Instructions to follow:
Copy each line below that has "instance".

Data shown below:

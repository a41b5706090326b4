#[cfg(feature = "tracing")]
use tracing::instrument;

use crate::{
    error::{Error, Result},
    generator::{IdSequence, Mutex},
    id::Id64,
    time::TimeSource,
};

/// Mutable sequence state, only touched while the generator lock is held.
#[derive(Debug, Clone, Copy, PartialEq, Eq)]
struct SequenceState {
    /// Last timestamp observed by this generator.
    last_timestamp: u64,
    /// Number issued for `last_timestamp`. May run past [`Id64::MAX_NUMBER`]
    /// while the tick is exhausted.
    counter: u64,
}

/// A lock-based Snowflake ID generator suitable for multi-threaded
/// environments.
///
/// One instance is meant to be shared (e.g. behind an `Arc`) by every request
/// handler in a process. Each call to [`Generator::next_id`] reads the clock,
/// advances the counter and packs the ID inside a single critical section, so
/// two callers can never observe the same `(timestamp, counter)` pair.
///
/// ## Overflow
///
/// At most 4096 IDs are issued per millisecond tick. Past that, the counter
/// keeps advancing and every call fails with [`Error::NumberOverflow`] until
/// the time source moves to the next tick, at which point the counter resets
/// to zero. Callers should treat that error as "retry shortly".
///
/// A timestamp beyond 41 bits fails with [`Error::TimestampOverflow`] on every
/// call and never recovers without a new epoch.
pub struct Generator<T>
where
    T: TimeSource,
{
    machine_id: u64,
    #[cfg(feature = "cache-padded")]
    state: crossbeam_utils::CachePadded<Mutex<SequenceState>>,
    #[cfg(not(feature = "cache-padded"))]
    state: Mutex<SequenceState>,
    time: T,
}

impl<T> Generator<T>
where
    T: TimeSource,
{
    /// Creates a new [`Generator`] for `machine_id`, starting from
    /// `last_timestamp = 0` and `counter = 0`.
    ///
    /// # Parameters
    ///
    /// - `machine_id`: A unique identifier for the node or instance generating
    ///   IDs. Encoded into every generated ID.
    /// - `time`: A [`TimeSource`] (e.g. [`MonotonicClock`], a shared
    ///   `Arc<MonotonicClock>` or an [`FnTime`] closure) reporting milliseconds
    ///   since the chosen epoch.
    ///
    /// # Errors
    ///
    /// Returns [`Error::MachineIdOverflow`] if `machine_id` does not fit in 10
    /// bits.
    ///
    /// # Example
    /// ```
    /// use flakeid::{CUSTOM_EPOCH, Generator, MonotonicClock};
    ///
    /// let clock = MonotonicClock::with_epoch(CUSTOM_EPOCH).unwrap();
    /// let generator = Generator::new(1, clock).unwrap();
    ///
    /// let id = loop {
    ///     match generator.next_id() {
    ///         Ok(id) => break id,
    ///         Err(e) if e.is_transient() => std::thread::yield_now(),
    ///         Err(e) => panic!("generator error: {e}"),
    ///     }
    /// };
    /// assert_eq!(id.machine_id(), 1);
    /// ```
    ///
    /// [`MonotonicClock`]: crate::MonotonicClock
    /// [`FnTime`]: crate::FnTime
    pub fn new(machine_id: u64, time: T) -> Result<Self> {
        Self::from_components(0, machine_id, 0, time)
    }

    /// Creates a generator with explicit sequence state.
    ///
    /// Useful for restoring a known position or for tests that need to start
    /// mid-tick. In typical use you should prefer [`Self::new`].
    ///
    /// # Errors
    ///
    /// Returns [`Error::MachineIdOverflow`] if `machine_id` does not fit in 10
    /// bits.
    pub fn from_components(
        last_timestamp: u64,
        machine_id: u64,
        counter: u64,
        time: T,
    ) -> Result<Self> {
        if machine_id > Id64::MAX_MACHINE_ID {
            return Err(Error::MachineIdOverflow { machine_id });
        }

        #[cfg(feature = "tracing")]
        tracing::debug!(machine_id, last_timestamp, counter, "generator created");

        let state = Mutex::new(SequenceState {
            last_timestamp,
            counter,
        });
        Ok(Self {
            machine_id,
            #[cfg(feature = "cache-padded")]
            state: crossbeam_utils::CachePadded::new(state),
            #[cfg(not(feature = "cache-padded"))]
            state,
            time,
        })
    }

    /// Returns the machine ID embedded in every ID from this generator.
    pub const fn machine_id(&self) -> u64 {
        self.machine_id
    }

    /// Generates the next ID.
    ///
    /// # Errors
    ///
    /// - [`Error::NumberOverflow`] when more than 4096 IDs were requested in
    ///   the current tick. Heals on the next tick.
    /// - [`Error::TimestampOverflow`] when the clock no longer fits in 41 bits.
    /// - `Error::LockPoisoned` when another thread panicked while holding the
    ///   lock (only without the `parking-lot` feature).
    ///
    /// # Example
    /// ```
    /// use flakeid::{Error, FnTime, Generator, Id64};
    ///
    /// let generator = Generator::from_components(42, 7, Id64::MAX_NUMBER, FnTime(|| 42_u64)).unwrap();
    /// assert!(matches!(generator.next_id(), Err(Error::NumberOverflow { .. })));
    /// ```
    #[cfg_attr(feature = "tracing", instrument(level = "trace", skip(self)))]
    pub fn next_id(&self) -> Result<Id64> {
        let mut state = {
            #[cfg(feature = "parking-lot")]
            {
                self.state.lock()
            }
            #[cfg(not(feature = "parking-lot"))]
            {
                self.state.lock()?
            }
        };

        let now = self.time.current_millis();
        if now == state.last_timestamp {
            state.counter = state.counter.saturating_add(1);
        } else {
            state.last_timestamp = now;
            state.counter = 0;
        }

        Id64::encode(state.last_timestamp, self.machine_id, state.counter)
    }
}

impl<T> IdSequence for Generator<T>
where
    T: TimeSource,
{
    fn next_id(&self) -> Result<u64> {
        self.next_id().map(u64::from)
    }
}
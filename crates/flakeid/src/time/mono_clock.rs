use std::{
    sync::{
        Arc,
        atomic::{AtomicU64, Ordering},
    },
    thread,
    time::{Duration, Instant, SystemTime, UNIX_EPOCH},
};

use crate::{
    error::{Error, Result},
    time::TimeSource,
};

/// Shared tick counter, updated once per millisecond by a ticker thread.
struct SharedTicker {
    current: AtomicU64,
}

/// A monotonic time source that returns elapsed time since construction,
/// offset from a caller-chosen epoch.
///
/// This avoids wall-clock adjustments (e.g., NTP steps) while still aligning
/// timestamps to a fixed origin. The wall clock is consulted exactly once, at
/// construction, to compute the distance between the epoch and now. After
/// that a background thread advances a shared atomic from [`Instant`] once per
/// millisecond, so reads on the hot path are a single atomic load and never
/// go backward.
///
/// Clones share the same ticker. The ticker thread exits after the last clone
/// is dropped.
#[derive(Clone)]
pub struct MonotonicClock {
    inner: Arc<SharedTicker>,
    epoch_offset: u64, // in milliseconds
}

impl MonotonicClock {
    /// Constructs a monotonic clock using `epoch` (a [`Duration`] since
    /// 1970-01-01 UTC) as the origin (t = 0).
    ///
    /// # Errors
    ///
    /// Returns [`Error::ClockBeforeEpoch`] if the current system time is
    /// earlier than `epoch`.
    ///
    /// # Example
    ///
    /// ```
    /// use flakeid::{CUSTOM_EPOCH, MonotonicClock, TimeSource};
    ///
    /// let clock = MonotonicClock::with_epoch(CUSTOM_EPOCH).unwrap();
    /// let first = clock.current_millis();
    /// std::thread::sleep(std::time::Duration::from_millis(5));
    /// assert!(clock.current_millis() >= first);
    /// ```
    pub fn with_epoch(epoch: Duration) -> Result<Self> {
        let before_epoch = || Error::ClockBeforeEpoch {
            epoch_millis: epoch.as_millis(),
        };
        let system_now = SystemTime::now()
            .duration_since(UNIX_EPOCH)
            .map_err(|_| before_epoch())?;
        let offset = system_now.checked_sub(epoch).ok_or_else(before_epoch)?;

        let inner = Arc::new(SharedTicker {
            current: AtomicU64::new(0),
        });

        let weak_inner = Arc::downgrade(&inner);
        thread::spawn(move || {
            let start = Instant::now();
            let mut tick = 0;

            loop {
                let Some(inner_ref) = weak_inner.upgrade() else {
                    break;
                };

                // Absolute target time of the next tick
                let target = start + Duration::from_millis(tick);
                let now = Instant::now();
                if now < target {
                    thread::sleep(target - now);
                }

                let now_ms = start.elapsed().as_millis() as u64;
                inner_ref.current.store(now_ms, Ordering::Release);

                tick = now_ms + 1;
            }
        });

        #[cfg(feature = "tracing")]
        tracing::debug!(
            epoch_ms = epoch.as_millis() as u64,
            offset_ms = offset.as_millis() as u64,
            "monotonic clock started"
        );

        Ok(Self {
            inner,
            epoch_offset: offset.as_millis() as u64,
        })
    }
}

impl TimeSource for MonotonicClock {
    fn current_millis(&self) -> u64 {
        self.epoch_offset + self.inner.current.load(Ordering::Acquire)
    }
}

End of Data shown.

Final answer:
/// One instance is meant to be shared (e.g. behind an `Arc`) by every request
    /// - `machine_id`: A unique identifier for the node or instance generating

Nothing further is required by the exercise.